| PROBLEM REQUIREMENTS |
Within the material below, how many lines carry the word "struct"? State only the number.

(THE DATA begins)

//! Display and Debug implementations for Value
//!
//! `Display` is the `to-string` conversion used when a value is written as
//! bytes; `Debug` (and [`Value::repr`]) is the quoted form that reads back
//! as source, used when values are printed as values.

use std::fmt;
use std::sync::Arc;

use super::*;

impl Value {
    /// The source-like representation of this value.
    pub fn repr(&self) -> String {
        format!("{:?}", self)
    }
}

impl fmt::Display for Value {
    fn fmt(&self, f: &mut fmt::Formatter<'_>) -> fmt::Result {
        match self {
            Value::String(s) => write!(f, "{}", s),
            Value::Num(n) => write!(f, "{}", n),
            other => write!(f, "{:?}", other),
        }
    }
}

impl fmt::Debug for Value {
    fn fmt(&self, f: &mut fmt::Formatter<'_>) -> fmt::Result {
        match self {
            Value::Nil => write!(f, "$nil"),
            Value::Bool(true) => write!(f, "$true"),
            Value::Bool(false) => write!(f, "$false"),
            Value::String(s) => write_quoted(s, f),
            Value::Num(n) => write!(f, "(num {})", n),

            Value::List(items) => {
                write!(f, "[")?;
                for (i, item) in items.iter().enumerate() {
                    if i > 0 {
                        write!(f, " ")?;
                    }
                    write!(f, "{:?}", item)?;
                }
                write!(f, "]")
            }

            Value::Map(map) => {
                if map.is_empty() {
                    return write!(f, "[&]");
                }
                write!(f, "[")?;
                for (i, (k, v)) in map.iter().enumerate() {
                    if i > 0 {
                        write!(f, " ")?;
                    }
                    write!(f, "&{:?}={:?}", k.value(), v)?;
                }
                write!(f, "]")
            }

            Value::Ns(ns) => write!(f, "<ns {:#x}>", ns.addr()),
            Value::Closure(c) => write!(f, "<closure {:p}>", Arc::as_ptr(c)),
            Value::Builtin(b) => write!(f, "<builtin {}>", b.name),
            Value::External(name) => write!(f, "<external {}>", name),
            Value::Exception(e) => write!(f, "<exception: {}>", e),
        }
    }
}

/// Characters that can appear in a bareword without quoting.
pub(crate) fn is_bareword_char(c: char) -> bool {
    c.is_alphanumeric() || "-_./:@~!%+,*?^".contains(c)
}

fn write_quoted(s: &str, f: &mut fmt::Formatter<'_>) -> fmt::Result {
    if !s.is_empty() && s.chars().all(is_bareword_char) {
        return write!(f, "{}", s);
    }
    write!(f, "'{}'", s.replace('\'', "''"))
}

#[cfg(test)]
mod tests {
    use super::*;

    #[test]
    fn test_repr_bareword_string() {
        assert_eq!(Value::from("foo").repr(), "foo");
    }

    #[test]
    fn test_repr_quoted_string() {
        assert_eq!(Value::from("a b").repr(), "'a b'");
        assert_eq!(Value::from("it's").repr(), "'it''s'");
        assert_eq!(Value::from("").repr(), "''");
    }

    #[test]
    fn test_repr_list_and_map() {
        let list = Value::list(vec![Value::from("a"), Value::int(1)]);
        assert_eq!(list.repr(), "[a (num 1)]");

        let map = Value::map(vec![(Value::from("k"), Value::from("v"))]);
        assert_eq!(map.repr(), "[&k=v]");
        assert_eq!(Value::map(Vec::new()).repr(), "[&]");
    }

    #[test]
    fn test_display_is_to_string() {
        assert_eq!(Value::from("a b").to_string(), "a b");
        assert_eq!(Value::float(0.5).to_string(), "0.5");
        assert_eq!(Value::Bool(true).to_string(), "$true");
    }
}
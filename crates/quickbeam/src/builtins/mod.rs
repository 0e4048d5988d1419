//! Built-in commands
//!
//! Every builtin is a [`BuiltinFn`](crate::value::BuiltinFn) stored in the
//! builtin namespace under `name~`. Builtins run in the caller's frame, so
//! they see its ports, variables and current call site.

mod basic;
mod eval;
mod misc;
mod time;

pub use time::parse_sleep_duration;

use crate::environment::{Frame, Namespace};
use crate::error::{EvalError, Reason};
use crate::value::{Args, BuiltinFn, Signature, Value};

/// Add every builtin command to `ns`.
pub fn register(ns: &Namespace) {
    basic::register(ns);
    eval::register(ns);
    misc::register(ns);
    time::register(ns);
}

/// Store a builtin as `name~`.
fn define<F>(ns: &Namespace, name: &str, sig: Signature, func: F)
where
    F: Fn(&mut Frame, Args) -> Result<(), EvalError> + Send + Sync + 'static,
{
    ns.add_fn(name, BuiltinFn::new(name, sig, func));
}

/// The string in `value`, or a `BadValue` naming `what`.
fn string_arg<'v>(fm: &Frame, what: &str, value: &'v Value) -> Result<&'v str, EvalError> {
    value
        .as_str()
        .ok_or_else(|| fm.exception(Reason::bad_value(what, "string", value)))
}

/// Items of the rest parameter at `index`.
fn rest_arg(args: &Args, index: usize) -> &[Value] {
    args.positional
        .get(index)
        .and_then(Value::as_list)
        .unwrap_or_default()
}
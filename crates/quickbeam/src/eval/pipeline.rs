//! Chunks and pipelines

use crossbeam::channel;
use std::sync::Arc;
use std::thread;
use tracing::instrument;

use super::at_site;
use crate::environment::Frame;
use crate::error::{combine_stages, EvalError, Reason};
use crate::frontend::{CallSite, Operation};
use crate::ports::{ByteSink, InputPort, OutputPort, ValueSink};

/// Pipelines run one after another.
pub(crate) struct ChunkOp {
    pub pipelines: Vec<Arc<dyn Operation>>,
}

impl Operation for ChunkOp {
    fn exec(&self, fm: &mut Frame) -> Result<(), EvalError> {
        for pipeline in &self.pipelines {
            fm.check_interrupt()?;
            pipeline.exec(fm)?;
        }
        Ok(())
    }
}

/// Two or more forms running concurrently, each reading what the previous
/// one wrote.
pub(crate) struct PipelineOp {
    pub site: CallSite,
    pub stages: Vec<Arc<dyn Operation>>,
}

impl PipelineOp {
    /// One frame per stage, wired together with bounded channels.
    fn stage_frames(&self, fm: &Frame) -> Vec<Frame> {
        let capacity = fm.evaluator().context().value_buffer.max(1);
        let last = self.stages.len() - 1;
        let mut input = fm.ports.input.clone();
        let mut frames = Vec::with_capacity(self.stages.len());
        for i in 0..self.stages.len() {
            let mut ports = fm.ports.clone();
            ports.input = std::mem::take(&mut input);
            if i < last {
                let (value_tx, value_rx) = channel::bounded(capacity);
                let (byte_tx, byte_rx) = channel::bounded(capacity);
                ports.output = OutputPort::new(ValueSink::Chan(value_tx), ByteSink::Chan(byte_tx));
                input = InputPort {
                    values: Some(value_rx),
                    bytes: Some(byte_rx),
                };
            }
            frames.push(fm.with_ports(ports));
        }
        frames
    }

    #[instrument(level = "debug", skip_all, fields(stages = self.stages.len()))]
    fn run(&self, fm: &mut Frame) -> Result<(), EvalError> {
        let frames = self.stage_frames(fm);
        let last = self.stages.len() - 1;

        let results: Vec<Result<(), EvalError>> = thread::scope(|scope| {
            let handles: Vec<_> = self
                .stages
                .iter()
                .zip(frames)
                .map(|(stage, mut stage_fm)| scope.spawn(move || stage.exec(&mut stage_fm)))
                .collect();
            handles
                .into_iter()
                .enumerate()
                .map(|(i, handle)| {
                    let result = handle
                        .join()
                        .unwrap_or_else(|_| Err(Reason::Io("pipeline stage panicked".into()).into()));
                    match result {
                        Err(err) if i < last && matches!(err.reason(), Some(Reason::ReaderGone)) => {
                            tracing::trace!(stage = i, "downstream closed");
                            Ok(())
                        }
                        other => other,
                    }
                })
                .collect()
        });

        combine_stages(results)
    }
}

impl Operation for PipelineOp {
    fn exec(&self, fm: &mut Frame) -> Result<(), EvalError> {
        at_site(fm, &self.site, |fm| self.run(fm))
    }
}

(THE DATA ends)

| ANSWER FOR THIS EXERCISE |
2